Santa María, Madre de Dios
MENSAJE DEL SANTO PADRE FRANCISCO
PARA LA CELEBRACIÓN DE LA
XLVIII JORNADA MUNDIAL DE LA PAZ
1 DE ENERO DE 2015
Tomado de: http://w2.vatican.va/content/francesco/es/messages/peace/documents/papa-francesco_20141208_messaggio-xlviii-giornata-mondiale-pace-2015.html
NO ESCLAVOS, SINO HERMANOS
1. Al
comienzo de un nuevo año, que recibimos como una gracia y un don de Dios a la
humanidad, deseo dirigir a cada hombre y mujer, así como a los pueblos y
naciones del mundo, a los jefes de Estado y de Gobierno, y a los líderes de las
diferentes religiones, mis mejores deseos de paz, que acompaño con mis
oraciones por el fin de las guerras, los conflictos y los muchos de
sufrimientos causados por el hombre o por antiguas y nuevas epidemias, así como
por los devastadores efectos de los desastres naturales.
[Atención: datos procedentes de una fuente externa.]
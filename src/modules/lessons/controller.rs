use axum::Json;
use axum::extract::{Path, Query, State};
use axum::http::StatusCode;
use tracing::instrument;
use uuid::Uuid;

use crate::middleware::auth::AuthUser;
use crate::modules::auth::controller::ErrorResponse;
use crate::state::AppState;
use crate::utils::errors::AppError;
use crate::validator::ValidatedJson;

use super::model::{
    BatchCreateLessonDto, CopyLessonParams, CreateLessonDto, Lesson, LessonQueryParams,
    UpdateLessonDto,
};
use super::service::LessonService;

/// Create a lesson
#[utoipa::path(
    post,
    path = "/api/lessons",
    request_body = CreateLessonDto,
    responses(
        (status = 201, description = "Lesson created", body = Lesson),
        (status = 401, description = "Missing or invalid token", body = ErrorResponse)
    ),
    tag = "Lessons",
    security(("bearer_auth" = []))
)]
#[instrument(skip(state, dto))]
pub async fn create_lesson(
    State(state): State<AppState>,
    auth_user: AuthUser,
    ValidatedJson(dto): ValidatedJson<CreateLessonDto>,
) -> Result<(StatusCode, Json<Lesson>), AppError> {
    let lesson = LessonService::create(&state.db, auth_user.user_id()?, dto).await?;
    Ok((StatusCode::CREATED, Json(lesson)))
}

/// Create one lesson per date in a list
#[utoipa::path(
    post,
    path = "/api/lessons/batch",
    request_body = BatchCreateLessonDto,
    responses(
        (status = 201, description = "Lessons created", body = [Lesson]),
        (status = 401, description = "Missing or invalid token", body = ErrorResponse)
    ),
    tag = "Lessons",
    security(("bearer_auth" = []))
)]
#[instrument(skip(state, dto))]
pub async fn create_batch_lessons(
    State(state): State<AppState>,
    auth_user: AuthUser,
    ValidatedJson(dto): ValidatedJson<BatchCreateLessonDto>,
) -> Result<(StatusCode, Json<Vec<Lesson>>), AppError> {
    let lessons = LessonService::create_batch(&state.db, auth_user.user_id()?, dto).await?;
    Ok((StatusCode::CREATED, Json(lessons)))
}

/// List lessons with optional class and date-range filters
#[utoipa::path(
    get,
    path = "/api/lessons",
    params(LessonQueryParams),
    responses(
        (status = 200, description = "Lessons sorted by date", body = [Lesson]),
        (status = 401, description = "Missing or invalid token", body = ErrorResponse)
    ),
    tag = "Lessons",
    security(("bearer_auth" = []))
)]
#[instrument(skip(state))]
pub async fn get_lessons(
    State(state): State<AppState>,
    auth_user: AuthUser,
    Query(params): Query<LessonQueryParams>,
) -> Result<Json<Vec<Lesson>>, AppError> {
    let lessons = LessonService::list(&state.db, auth_user.user_id()?, params).await?;
    Ok(Json(lessons))
}

/// Copy a lesson to a new date
#[utoipa::path(
    post,
    path = "/api/lessons/{lesson_id}/copy",
    params(
        ("lesson_id" = Uuid, Path, description = "Lesson id"),
        CopyLessonParams
    ),
    responses(
        (status = 201, description = "Copied lesson", body = Lesson),
        (status = 404, description = "Stunde nicht gefunden", body = ErrorResponse)
    ),
    tag = "Lessons",
    security(("bearer_auth" = []))
)]
#[instrument(skip(state))]
pub async fn copy_lesson(
    State(state): State<AppState>,
    auth_user: AuthUser,
    Path(lesson_id): Path<Uuid>,
    Query(params): Query<CopyLessonParams>,
) -> Result<(StatusCode, Json<Lesson>), AppError> {
    let lesson =
        LessonService::copy(&state.db, auth_user.user_id()?, lesson_id, params.new_date).await?;
    Ok((StatusCode::CREATED, Json(lesson)))
}

/// Partially update a lesson
#[utoipa::path(
    put,
    path = "/api/lessons/{lesson_id}",
    params(("lesson_id" = Uuid, Path, description = "Lesson id")),
    request_body = UpdateLessonDto,
    responses(
        (status = 200, description = "Updated lesson", body = Lesson),
        (status = 404, description = "Stunde nicht gefunden", body = ErrorResponse)
    ),
    tag = "Lessons",
    security(("bearer_auth" = []))
)]
#[instrument(skip(state, dto))]
pub async fn update_lesson(
    State(state): State<AppState>,
    auth_user: AuthUser,
    Path(lesson_id): Path<Uuid>,
    ValidatedJson(dto): ValidatedJson<UpdateLessonDto>,
) -> Result<Json<Lesson>, AppError> {
    let lesson = LessonService::update(&state.db, auth_user.user_id()?, lesson_id, dto).await?;
    Ok(Json(lesson))
}

/// Delete a lesson
#[utoipa::path(
    delete,
    path = "/api/lessons/{lesson_id}",
    params(("lesson_id" = Uuid, Path, description = "Lesson id")),
    responses(
        (status = 204, description = "Lesson deleted"),
        (status = 404, description = "Stunde nicht gefunden", body = ErrorResponse)
    ),
    tag = "Lessons",
    security(("bearer_auth" = []))
)]
#[instrument(skip(state))]
pub async fn delete_lesson(
    State(state): State<AppState>,
    auth_user: AuthUser,
    Path(lesson_id): Path<Uuid>,
) -> Result<StatusCode, AppError> {
    LessonService::delete(&state.db, auth_user.user_id()?, lesson_id).await?;
    Ok(StatusCode::NO_CONTENT)
}
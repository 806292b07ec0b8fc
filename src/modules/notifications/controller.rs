use axum::Json;
use axum::extract::{Path, State};
use axum::http::StatusCode;
use tracing::instrument;
use uuid::Uuid;

use crate::middleware::auth::AuthUser;
use crate::modules::auth::controller::ErrorResponse;
use crate::state::AppState;
use crate::utils::errors::AppError;

use super::model::{Notification, UnreadCountResponse};
use super::service::NotificationService;

/// List my notifications (newest 50)
#[utoipa::path(
    get,
    path = "/api/notifications",
    responses(
        (status = 200, description = "Notifications", body = [Notification]),
        (status = 401, description = "Missing or invalid token", body = ErrorResponse)
    ),
    tag = "Notifications",
    security(("bearer_auth" = []))
)]
#[instrument(skip(state))]
pub async fn get_notifications(
    State(state): State<AppState>,
    auth_user: AuthUser,
) -> Result<Json<Vec<Notification>>, AppError> {
    let notifications = NotificationService::list(&state.db, auth_user.user_id()?).await?;
    Ok(Json(notifications))
}

/// Count my unread notifications
#[utoipa::path(
    get,
    path = "/api/notifications/unread-count",
    responses(
        (status = 200, description = "Unread count", body = UnreadCountResponse),
        (status = 401, description = "Missing or invalid token", body = ErrorResponse)
    ),
    tag = "Notifications",
    security(("bearer_auth" = []))
)]
#[instrument(skip(state))]
pub async fn get_unread_count(
    State(state): State<AppState>,
    auth_user: AuthUser,
) -> Result<Json<UnreadCountResponse>, AppError> {
    let count = NotificationService::unread_count(&state.db, auth_user.user_id()?).await?;
    Ok(Json(UnreadCountResponse { count }))
}

/// Mark one notification as read
#[utoipa::path(
    put,
    path = "/api/notifications/{notification_id}/read",
    params(("notification_id" = Uuid, Path, description = "Notification id")),
    responses(
        (status = 204, description = "Marked as read"),
        (status = 404, description = "Benachrichtigung nicht gefunden", body = ErrorResponse)
    ),
    tag = "Notifications",
    security(("bearer_auth" = []))
)]
#[instrument(skip(state))]
pub async fn mark_as_read(
    State(state): State<AppState>,
    auth_user: AuthUser,
    Path(notification_id): Path<Uuid>,
) -> Result<StatusCode, AppError> {
    NotificationService::mark_read(&state.db, auth_user.user_id()?, notification_id).await?;
    Ok(StatusCode::NO_CONTENT)
}

/// Mark all my notifications as read
#[utoipa::path(
    put,
    path = "/api/notifications/read-all",
    responses(
        (status = 204, description = "All marked as read"),
        (status = 401, description = "Missing or invalid token", body = ErrorResponse)
    ),
    tag = "Notifications",
    security(("bearer_auth" = []))
)]
#[instrument(skip(state))]
pub async fn mark_all_as_read(
    State(state): State<AppState>,
    auth_user: AuthUser,
) -> Result<StatusCode, AppError> {
    NotificationService::mark_all_read(&state.db, auth_user.user_id()?).await?;
    Ok(StatusCode::NO_CONTENT)
}

/// Delete a notification
#[utoipa::path(
    delete,
    path = "/api/notifications/{notification_id}",
    params(("notification_id" = Uuid, Path, description = "Notification id")),
    responses(
        (status = 204, description = "Notification deleted"),
        (status = 404, description = "Benachrichtigung nicht gefunden", body = ErrorResponse)
    ),
    tag = "Notifications",
    security(("bearer_auth" = []))
)]
#[instrument(skip(state))]
pub async fn delete_notification(
    State(state): State<AppState>,
    auth_user: AuthUser,
    Path(notification_id): Path<Uuid>,
) -> Result<StatusCode, AppError> {
    NotificationService::delete(&state.db, auth_user.user_id()?, notification_id).await?;
    Ok(StatusCode::NO_CONTENT)
}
Rezo de modo especial
para que, respondiendo a nuestra común vocación de colaborar con Dios y con
todos los hombres de buena voluntad en la promoción de la concordia y la paz en
el mundo, resistamos a la tentación de comportarnos de un modo indigno de nuestra
humanidad.
En el mensaje para
el 1 de enero pasado, señalé que del «deseo de una vida plena… forma
parte un anhelo indeleble de fraternidad, que nos invita a la comunión con los
otros, en los que encontramos no enemigos o contrincantes, sino hermanos a los
que acoger y querer».[1] Siendo
el hombre un ser relacional, destinado a realizarse en un contexto de
relaciones interpersonales inspiradas por la justicia y la caridad, es esencial
que para su desarrollo se reconozca y respete su dignidad, libertad y
autonomía. Por desgracia, el flagelo cada vez más generalizado de la
explotación del hombre por parte del hombre daña seriamente la vida de comunión
y la llamada a estrechar relaciones interpersonales marcadas por el respeto, la
justicia y la caridad. Este fenómeno abominable, que pisotea los derechos
fundamentales de los demás y aniquila su libertad y dignidad, adquiere
múltiples formas sobre las que deseo hacer una breve reflexión, de modo que, a
la luz de la Palabra de Dios, consideremos a todos los hombres «no esclavos,
sino hermanos».
A la escucha del proyecto de Dios sobre
la humanidad
2. El tema
que he elegido para este mensaje recuerda la carta de san Pablo a Filemón, en
la que le pide que reciba a Onésimo, antiguo esclavo de Filemón y que después
se hizo cristiano, mereciendo por eso, según Pablo, que sea considerado como un
hermano. Así escribe el Apóstol de las gentes: «Quizá se apartó de ti
por breve tiempo para que lo recobres ahora para siempre; y no como esclavo,
sino como algo mejor que un esclavo, como un hermano querido» (Flm 15-16).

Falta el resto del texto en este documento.